[Stored items from a collection]

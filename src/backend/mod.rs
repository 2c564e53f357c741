// src/backend/mod.rs

//! Package-manager backends
//!
//! A backend is one package-manager family behind the [`PackageManager`]
//! interface. The family is chosen by [`SessionConfig::backend`] and
//! instantiated through [`create`].

mod rpmmd;

pub use rpmmd::RpmMdBackend;

use crate::cache::{CapacityProbe, FsCapacityProbe};
use crate::config::{RepositoryConfig, SessionConfig};
use crate::db::models::PackageKey;
use crate::error::{Error, Lookup, Result};
use crate::progress::{LogObserver, RunObserver};
use crate::repository::{Fetcher, HttpFetcher};
use crate::selector::GroupMode;
use crate::transaction::{Executor, PassthroughResolver, Resolver, RunReport};
use serde::{Deserialize, Serialize};
use std::collections::BTreeMap;
use std::fmt;
use std::path::Path;
use std::str::FromStr;

/// Supported package-manager families
#[derive(Debug, Clone, Copy, PartialEq, Eq, Default, Serialize, Deserialize)]
pub enum BackendKind {
    /// rpm-md repositories installed with rpm
    #[default]
    #[serde(rename = "rpm-md", alias = "yum")]
    RpmMd,
}

impl BackendKind {
    pub fn as_str(&self) -> &str {
        match self {
            BackendKind::RpmMd => "rpm-md",
        }
    }
}

impl fmt::Display for BackendKind {
    fn fmt(&self, f: &mut fmt::Formatter<'_>) -> fmt::Result {
        write!(f, "{}", self.as_str())
    }
}

impl FromStr for BackendKind {
    type Err = Error;

    fn from_str(s: &str) -> Result<Self> {
        match s.to_lowercase().as_str() {
            "rpm-md" | "rpmmd" | "yum" => Ok(BackendKind::RpmMd),
            _ => Err(Error::Configuration(format!("Unknown backend: {}", s))),
        }
    }
}

/// Remote location of an available package
#[derive(Debug, Clone, PartialEq, Eq)]
pub struct PackageUrl {
    pub url: String,
    /// URL scheme → proxy, when a proxy applies
    pub proxies: Option<BTreeMap<String, String>>,
}

/// External collaborators of a session
pub struct Collaborators {
    pub fetcher: Box<dyn Fetcher>,
    pub resolver: Box<dyn Resolver>,
    pub executor: Box<dyn Executor>,
    pub probe: Box<dyn CapacityProbe>,
    pub observer: Box<dyn RunObserver>,
}

impl Collaborators {
    /// Default collaborators around the given executor
    ///
    /// Downloads over HTTP, accepts the selection unchanged, probes the
    /// cache filesystem and logs run events.
    pub fn new(executor: Box<dyn Executor>) -> Self {
        Self {
            fetcher: Box::new(HttpFetcher::default()),
            resolver: Box::new(PassthroughResolver),
            executor,
            probe: Box::new(FsCapacityProbe),
            observer: Box::new(LogObserver::new()),
        }
    }

    pub fn with_fetcher(mut self, fetcher: Box<dyn Fetcher>) -> Self {
        self.fetcher = fetcher;
        self
    }

    pub fn with_resolver(mut self, resolver: Box<dyn Resolver>) -> Self {
        self.resolver = resolver;
        self
    }

    pub fn with_probe(mut self, probe: Box<dyn CapacityProbe>) -> Self {
        self.probe = probe;
        self
    }

    pub fn with_observer(mut self, observer: Box<dyn RunObserver>) -> Self {
        self.observer = observer;
        self
    }
}

/// One package-manager session
///
/// Selection calls return [`Lookup::NotFound`] for patterns that match
/// nothing; `Err` always means the session cannot continue.
pub trait PackageManager {
    /// Backend family of this session
    fn kind(&self) -> BackendKind;

    /// Register a repository
    fn add_repository(&mut self, config: &RepositoryConfig) -> Result<()>;

    /// Fetch metadata of every enabled repository into the package index
    fn load_metadata(&mut self) -> Result<usize>;

    fn select_package(&mut self, pattern: &str) -> Result<Lookup<Vec<PackageKey>>>;

    fn deselect_package(&mut self, pattern: &str) -> Result<Lookup<Vec<PackageKey>>>;

    fn select_group(&mut self, group: &str, mode: GroupMode) -> Result<Lookup<Vec<PackageKey>>>;

    /// Require `name` to be part of the final transaction
    fn check_package(&mut self, name: &str);

    /// Add a package file from local disk
    fn install_local(&mut self, path: &Path) -> Result<PackageKey>;

    /// Whether a selected package ships `path`
    fn install_has_file(&self, path: &str) -> bool;

    /// Build, download, order and execute the transaction
    fn run_install(&mut self) -> Result<RunReport>;

    /// Package key → file manifest of installed packages
    fn all_content(&self) -> &BTreeMap<String, Vec<String>>;

    /// License → package keys of installed packages
    fn packages_license(&self) -> &BTreeMap<String, Vec<String>>;

    /// Package key → VCS reference of installed packages
    fn vcs_info(&self) -> &BTreeMap<String, Option<String>>;

    /// File manifest of an installed package, by name
    fn file_list(&self, name: &str) -> Option<Vec<String>>;

    /// Download URL (and proxy) of the best available package `name`
    fn package_url(&self, name: &str) -> Result<Option<PackageUrl>>;

    /// Release temporary files and metadata directories
    fn close(&mut self);
}

/// Create the session for `config.backend`
pub fn create(config: SessionConfig, collaborators: Collaborators) -> Result<Box<dyn PackageManager>> {
    match config.backend {
        BackendKind::RpmMd => Ok(Box::new(RpmMdBackend::new(config, collaborators)?)),
    }
}

#[cfg(test)]
mod tests {
    use super::*;

    #[test]
    fn test_backend_kind_from_str() {
        assert_eq!("yum".parse::<BackendKind>().unwrap(), BackendKind::RpmMd);
        assert_eq!("RPM-MD".parse::<BackendKind>().unwrap(), BackendKind::RpmMd);
        assert!(matches!(
            "zypp".parse::<BackendKind>(),
            Err(Error::Configuration(_))
        ));
    }

    #[test]
    fn test_backend_kind_serde_names() {
        let kind: BackendKind = serde_json::from_str("\"yum\"").unwrap();
        assert_eq!(kind, BackendKind::RpmMd);
        assert_eq!(serde_json::to_string(&kind).unwrap(), "\"rpm-md\"");
    }
}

▶ Task requirements
Nothing in the data above may be skipped; repeat it all exactly.

▶ Solution below
filename src/backend/mod.rs
repository 2c564e53f357c741
// src/backend/mod.rs

//! Package-manager backends
//!
//! A backend is one package-manager family behind the [`PackageManager`]
//! interface. The family is chosen by [`SessionConfig::backend`] and
//! instantiated through [`create`].

mod rpmmd;

pub use rpmmd::RpmMdBackend;

use crate::cache::{CapacityProbe, FsCapacityProbe};
use crate::config::{RepositoryConfig, SessionConfig};
use crate::db::models::PackageKey;
use crate::error::{Error, Lookup, Result};
use crate::progress::{LogObserver, RunObserver};
use crate::repository::{Fetcher, HttpFetcher};
use crate::selector::GroupMode;
use crate::transaction::{Executor, PassthroughResolver, Resolver, RunReport};
use serde::{Deserialize, Serialize};
use std::collections::BTreeMap;
use std::fmt;
use std::path::Path;
use std::str::FromStr;

/// Supported package-manager families
#[derive(Debug, Clone, Copy, PartialEq, Eq, Default, Serialize, Deserialize)]
pub enum BackendKind {
    /// rpm-md repositories installed with rpm
    #[default]
    #[serde(rename = "rpm-md", alias = "yum")]
    RpmMd,
}

impl BackendKind {
    pub fn as_str(&self) -> &str {
        match self {
            BackendKind::RpmMd => "rpm-md",
        }
    }
}

impl fmt::Display for BackendKind {
    fn fmt(&self, f: &mut fmt::Formatter<'_>) -> fmt::Result {
        write!(f, "{}", self.as_str())
    }
}

impl FromStr for BackendKind {
    type Err = Error;

    fn from_str(s: &str) -> Result<Self> {
        match s.to_lowercase().as_str() {
            "rpm-md" | "rpmmd" | "yum" => Ok(BackendKind::RpmMd),
            _ => Err(Error::Configuration(format!("Unknown backend: {}", s))),
        }
    }
}

/// Remote location of an available package
#[derive(Debug, Clone, PartialEq, Eq)]
pub struct PackageUrl {
    pub url: String,
    /// URL scheme → proxy, when a proxy applies
    pub proxies: Option<BTreeMap<String, String>>,
}

/// External collaborators of a session
pub struct Collaborators {
    pub fetcher: Box<dyn Fetcher>,
    pub resolver: Box<dyn Resolver>,
    pub executor: Box<dyn Executor>,
    pub probe: Box<dyn CapacityProbe>,
    pub observer: Box<dyn RunObserver>,
}

impl Collaborators {
    /// Default collaborators around the given executor
    ///
    /// Downloads over HTTP, accepts the selection unchanged, probes the
    /// cache filesystem and logs run events.
    pub fn new(executor: Box<dyn Executor>) -> Self {
        Self {
            fetcher: Box::new(HttpFetcher::default()),
            resolver: Box::new(PassthroughResolver),
            executor,
            probe: Box::new(FsCapacityProbe),
            observer: Box::new(LogObserver::new()),
        }
    }

    pub fn with_fetcher(mut self, fetcher: Box<dyn Fetcher>) -> Self {
        self.fetcher = fetcher;
        self
    }

    pub fn with_resolver(mut self, resolver: Box<dyn Resolver>) -> Self {
        self.resolver = resolver;
        self
    }

    pub fn with_probe(mut self, probe: Box<dyn CapacityProbe>) -> Self {
        self.probe = probe;
        self
    }

    pub fn with_observer(mut self, observer: Box<dyn RunObserver>) -> Self {
        self.observer = observer;
        self
    }
}

/// One package-manager session
///
/// Selection calls return [`Lookup::NotFound`] for patterns that match
/// nothing; `Err` always means the session cannot continue.
pub trait PackageManager {
    /// Backend family of this session
    fn kind(&self) -> BackendKind;

    /// Register a repository
    fn add_repository(&mut self, config: &RepositoryConfig) -> Result<()>;

    /// Fetch metadata of every enabled repository into the package index
    fn load_metadata(&mut self) -> Result<usize>;

    fn select_package(&mut self, pattern: &str) -> Result<Lookup<Vec<PackageKey>>>;

    fn deselect_package(&mut self, pattern: &str) -> Result<Lookup<Vec<PackageKey>>>;

    fn select_group(&mut self, group: &str, mode: GroupMode) -> Result<Lookup<Vec<PackageKey>>>;

    /// Require `name` to be part of the final transaction
    fn check_package(&mut self, name: &str);

    /// Add a package file from local disk
    fn install_local(&mut self, path: &Path) -> Result<PackageKey>;

    /// Whether a selected package ships `path`
    fn install_has_file(&self, path: &str) -> bool;

    /// Build, download, order and execute the transaction
    fn run_install(&mut self) -> Result<RunReport>;

    /// Package key → file manifest of installed packages
    fn all_content(&self) -> &BTreeMap<String, Vec<String>>;

    /// License → package keys of installed packages
    fn packages_license(&self) -> &BTreeMap<String, Vec<String>>;

    /// Package key → VCS reference of installed packages
    fn vcs_info(&self) -> &BTreeMap<String, Option<String>>;

    /// File manifest of an installed package, by name
    fn file_list(&self, name: &str) -> Option<Vec<String>>;

    /// Download URL (and proxy) of the best available package `name`
    fn package_url(&self, name: &str) -> Result<Option<PackageUrl>>;

    /// Release temporary files and metadata directories
    fn close(&mut self);
}

/// Create the session for `config.backend`
pub fn create(config: SessionConfig, collaborators: Collaborators) -> Result<Box<dyn PackageManager>> {
    match config.backend {
        BackendKind::RpmMd => Ok(Box::new(RpmMdBackend::new(config, collaborators)?)),
    }
}

#[cfg(test)]
mod tests {
    use super::*;

    #[test]
    fn test_backend_kind_from_str() {
        assert_eq!("yum".parse::<BackendKind>().unwrap(), BackendKind::RpmMd);
        assert_eq!("RPM-MD".parse::<BackendKind>().unwrap(), BackendKind::RpmMd);
        assert!(matches!(
            "zypp".parse::<BackendKind>(),
            Err(Error::Configuration(_))
        ));
    }

    #[test]
    fn test_backend_kind_serde_names() {
        let kind: BackendKind = serde_json::from_str("\"yum\"").unwrap();
        assert_eq!(kind, BackendKind::RpmMd);
        assert_eq!(serde_json::to_string(&kind).unwrap(), "\"rpm-md\"");
    }
}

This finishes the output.